Family Physician Airways Group of Canada, Canada
Title: Anti-Inflammatory Reliever; A new Paradigm in Asthma Treatment
Dr Alan Kaplan is a Family Physician working in York Region, Ontario, Canada and the Chairperson of the Family Physician Airways Group of Canada (www.fpagc.com), the Past- Chairperson of the Respiratory Section of the College of Family Physicians of Canada, and Senate member of the International Primary Care Respiratory Group. He co-chaired the Community Standards of COPD program for Health Quality Ontario. He is the medical director of the Pulmonary Rehabilitation program for the local health integration network
Despite advances in Asthma management, we still have remarkable levels of poor control, asthma exacerbations and even death. We need to rethink how we approach Asthma and the recent Lancet commission on Asthma has supported this[i]. Basic issues such as inhaler technique and adherence[ii] continue to be major issues.

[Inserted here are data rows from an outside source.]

use std::{fs::File, io::BufWriter, path::Path};

use png::{BitDepth, ColorType, Encoder};

use crate::{error::IoError, rgb_image::Rgb8Image};

/// Writes the given PNG _(rgb8)_ data to the given file path.
///
/// # Arguments
///
/// - `file_path` - The path to the PNG image.
/// - `image` - The RGB8 image to encode.
pub fn write_image_png_rgb8(file_path: impl AsRef<Path>, image: &Rgb8Image) -> Result<(), IoError> {
    let image_size = image.size();
    let file = File::create(file_path)?;

    let mut encoder = Encoder::new(
        BufWriter::new(file),
        image_size.width as u32,
        image_size.height as u32,
    );
    encoder.set_color(ColorType::Rgb);
    encoder.set_depth(BitDepth::Eight);

    let mut writer = encoder
        .write_header()
        .map_err(|e| IoError::PngEncodingError(e.to_string()))?;
    writer
        .write_image_data(image.as_slice())
        .map_err(|e| IoError::PngEncodingError(e.to_string()))?;
    writer
        .finish()
        .map_err(|e| IoError::PngEncodingError(e.to_string()))?;
    Ok(())
}
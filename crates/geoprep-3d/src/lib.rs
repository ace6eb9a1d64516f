#![deny(missing_docs)]
#![doc = env!("CARGO_PKG_DESCRIPTION")]

/// I/O utilities for reading and writing point clouds, pose tables and trajectories.
pub mod io;

/// Point cloud container.
pub mod pointcloud;

/// Random point cloud downsampling.
pub mod sampling;

/// Rotation and rigid transform utilities.
pub mod transforms;
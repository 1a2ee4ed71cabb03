//! Server discovery among paired endpoints and master election.

use crate::auth::Authenticator;
use crate::codec::{self, Document};
use crate::config::{Endpoint, NodeSet, SavedAuthList};
use crate::error::{Error, Result};
use crate::net::socket;
use crate::wire::{self, OpCode};
use bson::doc;
use std::net::TcpStream;
use std::sync::atomic::{AtomicU32, Ordering};
use std::time::Duration;
use tracing::{debug, warn};

const PROBE_TIMEOUT: Duration = Duration::from_secs(5);

/// Result of a successful connector run: the selected endpoint and
/// whether it was accepted as a slave (only possible for a single node
/// with `slave_ok` set).
pub struct Elected {
    pub endpoint: Endpoint,
}

/// Probe every endpoint in order, select a master (or accept a slave
/// under explicit `slave_ok` consent), and replay saved authentications
/// against the winner before returning.
pub fn connect(
    nodes: &NodeSet,
    slave_ok: bool,
    saved_auths: &SavedAuthList,
    authenticator: &dyn Authenticator,
    request_id: &AtomicU32,
) -> Result<Elected> {
    // slave_ok only makes sense for a single node; a paired connection
    // silently forces it off.
    let effective_slave_ok = slave_ok && !nodes.is_paired();

    for endpoint in nodes.iter() {
        match probe(endpoint, request_id) {
            Ok(reply) => {
                let ok = reply.get_f64("ok").map(|v| v == 1.0).unwrap_or(false)
                    || reply.get_i32("ok").map(|v| v == 1).unwrap_or(false);
                let is_master = reply
                    .get_bool("ismaster")
                    .unwrap_or_else(|_| reply.get_i32("ismaster").map(|v| v != 0).unwrap_or(false));

                if ok && is_master {
                    debug!(host = %endpoint.host, port = endpoint.port, "connector: elected master");
                    replay_auths(endpoint, saved_auths, authenticator, request_id)?;
                    return Ok(Elected {
                        endpoint: endpoint.clone(),
                    });
                }

                if ok && !is_master && nodes.len() == 1 {
                    if effective_slave_ok {
                        debug!(host = %endpoint.host, port = endpoint.port, "connector: accepted slave");
                        replay_auths(endpoint, saved_auths, authenticator, request_id)?;
                        return Ok(Elected {
                            endpoint: endpoint.clone(),
                        });
                    }
                    return Err(Error::ConfigurationError(
                        "trying to connect directly to slave".to_string(),
                    ));
                }
                // ok && !is_master but paired: keep probing remaining endpoints.
            }
            Err(e) => {
                warn!(host = %endpoint.host, port = endpoint.port, error = %e, "connector: probe failed");
                continue;
            }
        }
    }

    Err(Error::ConnectionFailure(
        "no endpoint accepted as master or slave".to_string(),
    ))
}

/// Open a direct TCP socket to `endpoint`, issue `ismaster`, and return
/// the raw reply document. Response checking is deliberately skipped:
/// `ok == 0` is interpreted by the caller like any other field, not as a
/// safe-check failure.
fn probe(endpoint: &Endpoint, request_id: &AtomicU32) -> Result<Document> {
    let mut stream = socket::connect(&endpoint.host, endpoint.port, PROBE_TIMEOUT)?;
    let reply = issue_admin_command(&mut stream, "admin", &doc! { "ismaster": 1 }, request_id)?;
    // The probe socket is discarded; the pool opens its own sockets to
    // the selected master.
    drop(stream);
    Ok(reply)
}

/// Issue a single admin command directly on `stream` and return the
/// first document in the reply.
pub fn issue_admin_command(
    stream: &mut TcpStream,
    db_name: &str,
    command: &Document,
    request_id: &AtomicU32,
) -> Result<Document> {
    let id = request_id.fetch_add(1, Ordering::SeqCst);
    let collection = format!("{db_name}.$cmd");
    let body = wire::message::build_query_body(&collection, 0, 0, -1, command)?;
    let message = wire::Message::new(OpCode::Query as i32, id, body);
    socket::send_all(stream, &message.encode()?)?;

    let reply = wire::read_reply(stream)?;
    reply
        .documents
        .into_iter()
        .next()
        .ok_or_else(|| Error::ConnectionFailure("empty admin command reply".to_string()))
}

fn replay_auths(
    endpoint: &Endpoint,
    saved_auths: &SavedAuthList,
    authenticator: &dyn Authenticator,
    _request_id: &AtomicU32,
) -> Result<()> {
    if saved_auths.iter().next().is_none() {
        return Ok(());
    }
    let mut stream = socket::connect(&endpoint.host, endpoint.port, PROBE_TIMEOUT)?;
    for auth in saved_auths.iter() {
        authenticator.authenticate(&mut stream, auth)?;
    }
    Ok(())
}
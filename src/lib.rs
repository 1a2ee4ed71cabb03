//! Core client runtime for a document-oriented database: connection
//! pooling over a binary wire protocol, and a chunked large-object
//! streaming layer built on top of it.
//!
//! BSON encoding, the database/collection façade, credential hashing,
//! and the logger backend are external collaborators; see [`codec`] and
//! [`auth`] for the seams this crate exposes to them.

pub mod auth;
pub mod codec;
pub mod config;
pub mod connection;
pub mod connector;
pub mod error;
pub mod gridfs;
pub mod net;
pub mod pool;
pub mod router;
pub mod wire;

pub use connection::{Connection, Options};
pub use error::{Error, Result};
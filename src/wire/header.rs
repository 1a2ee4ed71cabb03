//! The 16-byte standard header and 20-byte response header.

use byteorder::{LittleEndian, ReadBytesExt, WriteBytesExt};
use std::io::{self, Read, Write};

/// Size in bytes of the standard message header.
pub const HEADER_SIZE: usize = 16;
/// Size in bytes of the OP_REPLY response header that follows the
/// standard header on query/command replies.
pub const RESPONSE_HEADER_SIZE: usize = 20;

/// Wire opcodes this core sends or recognizes.
#[derive(Debug, Clone, Copy, PartialEq, Eq)]
#[repr(i32)]
pub enum OpCode {
    Reply = 1,
    Update = 2001,
    Insert = 2002,
    Query = 2004,
    GetMore = 2005,
    Delete = 2006,
    KillCursors = 2007,
    Msg = 1000,
}

impl OpCode {
    pub fn from_i32(value: i32) -> Option<Self> {
        Some(match value {
            1 => OpCode::Reply,
            1000 => OpCode::Msg,
            2001 => OpCode::Update,
            2002 => OpCode::Insert,
            2004 => OpCode::Query,
            2005 => OpCode::GetMore,
            2006 => OpCode::Delete,
            2007 => OpCode::KillCursors,
            _ => return None,
        })
    }
}

/// `i32 total_length; i32 request_id; i32 response_to; i32 opcode`, little-endian.
#[derive(Debug, Clone, Copy, PartialEq, Eq)]
pub struct Header {
    pub total_length: i32,
    pub request_id: u32,
    pub response_to: u32,
    pub opcode: i32,
}

impl Header {
    pub fn write_to<W: Write>(&self, w: &mut W) -> io::Result<()> {
        w.write_i32::<LittleEndian>(self.total_length)?;
        w.write_u32::<LittleEndian>(self.request_id)?;
        w.write_u32::<LittleEndian>(self.response_to)?;
        w.write_i32::<LittleEndian>(self.opcode)?;
        Ok(())
    }

    pub fn read_from<R: Read>(r: &mut R) -> io::Result<Self> {
        Ok(Header {
            total_length: r.read_i32::<LittleEndian>()?,
            request_id: r.read_u32::<LittleEndian>()?,
            response_to: r.read_u32::<LittleEndian>()?,
            opcode: r.read_i32::<LittleEndian>()?,
        })
    }
}

/// `i32 flags; i64 cursor_id; i32 starting_from; i32 number_returned`.
#[derive(Debug, Clone, Copy, PartialEq, Eq)]
pub struct ResponseHeader {
    pub flags: i32,
    pub cursor_id: i64,
    pub starting_from: i32,
    pub number_returned: i32,
}

impl ResponseHeader {
    pub fn read_from<R: Read>(r: &mut R) -> io::Result<Self> {
        Ok(ResponseHeader {
            flags: r.read_i32::<LittleEndian>()?,
            cursor_id: r.read_i64::<LittleEndian>()?,
            starting_from: r.read_i32::<LittleEndian>()?,
            number_returned: r.read_i32::<LittleEndian>()?,
        })
    }
}

#[cfg(test)]
mod tests {
    use super::*;

    #[test]
    fn header_round_trips() {
        let header = Header {
            total_length: 42,
            request_id: 7,
            response_to: 0,
            opcode: OpCode::Query as i32,
        };
        let mut buf = Vec::new();
        header.write_to(&mut buf).unwrap();
        assert_eq!(buf.len(), HEADER_SIZE);

        let decoded = Header::read_from(&mut &buf[..]).unwrap();
        assert_eq!(decoded, header);
    }

    #[test]
    fn opcode_round_trips() {
        assert_eq!(OpCode::from_i32(2004), Some(OpCode::Query));
        assert_eq!(OpCode::from_i32(9999), None);
    }
}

Dr. O'Byrne and all have recently written a paper[iii] on the Paradoxes of Asthma management, which highlights some of the common issues which include:
a) SABA (short acting beta agonist) as foundation/initial therapy
b) overuse of LABAs a concern, but SABAS are not?
c) poor patient self control in GINA stage > 2
d) asthma is an inflammatory disease, so why do we rely so on bronchodilators
e) patients and clinicians do not agree on what 'Asthma Control' means to them.
As adherence to the key treatment, inhale corticosteroids (ICS)is often low, solutions to the adherence issue are needed. One of the solutions, is to work with the patient's own behaviors to improve adherence. As such, using an Anti-inflammatory reliever rather than a SABA to ensure the that ICS are used.
There is a great deal of data on inhaled budesonide/formoterol as controller and reliever in GINA stages 3-4, and now there is evidence in stages 1 and 2 as well[iv],[v]. This will be reviewed and you will rethink how you use reliever therapy in Asthma, even in mild cases!